With a PWS it is often good to consider treatment early. Here is some info from Dr. Nelson one of the leading laser expert and researcher. there is a widely cited Dutch study that did NOT show
any improved outcome was obtained with early therapy.
With that said, there are a number of good reasons from an optical
point of view to intervene earlier: 1) less epidermal melanin to
block the laser light; 2) less dermal collagen means less optical
scattering making laser treatment more effective; 3) blood vessels
size is smaller; and
4) lesion thickness is less.
Can a PWS completely be removed? Well, this is debated among specialists. At the vbf conference, Dr. Waner mentioned this questions. Because this is a capillary malformation, the is the chance that the pws will refill after treatments. PWS vary, so it is hard to predict which lesions will require many tx., to maintain fading and which lesions will be completely be faded long term. We have members that have to have annual tx., once they've reached the max. fading to maintain that fading. And we've also heard from patients that had multiple tx. and have not had to have any touch up work in many years.

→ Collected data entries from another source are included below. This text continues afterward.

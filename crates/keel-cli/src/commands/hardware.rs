//! `keel hardware` command implementation

use crate::output::{OutputFormat, emit};
use colored::Colorize;
use keel_orchestrator::HardwareInfo;
use keel_orchestrator::storage::format_bytes;
use serde::Serialize;

#[derive(Debug, Serialize)]
struct HardwareReport {
    device: String,
    accelerators: Vec<String>,
    vram: String,
    total_ram: String,
    available_ram: String,
    cpu_cores: usize,
    compute_units: usize,
}

/// Execute the `keel hardware` command
pub fn run(output: OutputFormat) -> anyhow::Result<()> {
    let hw = HardwareInfo::detect();
    let report = HardwareReport {
        device: hw.device_name(),
        accelerators: hw.accelerators.iter().map(|a| a.to_string()).collect(),
        vram: format_bytes(hw.vram_bytes),
        total_ram: format_bytes(hw.total_ram_bytes),
        available_ram: format_bytes(hw.available_ram_bytes),
        cpu_cores: hw.cpu_cores,
        compute_units: hw.compute_units(),
    };

    emit(&report, output, |r| {
        println!();
        println!("  {}", "Hardware".bold());
        println!("    Device:        {}", r.device.cyan());
        println!("    Accelerators:  {}", r.accelerators.join(", ").yellow());
        println!("    VRAM:          {}", r.vram);
        println!("    RAM:           {} available of {}", r.available_ram, r.total_ram);
        println!("    CPU cores:     {} ({} inference slots)", r.cpu_cores, r.compute_units);
        println!();
    })
}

I would encourage you to email Dr. Nelson on ask the expert page and provide a photo. He might be able to give you more specific answer in relationship to your child. It is best to see the specialist in person, but this is a starting point.
Also, what is the pattern of your son's birthmark? Is it near the eye, above and below the eye? It is important to have some things monitored/evaluated beyond tx. with laser.
Good luck and congratulations on your son!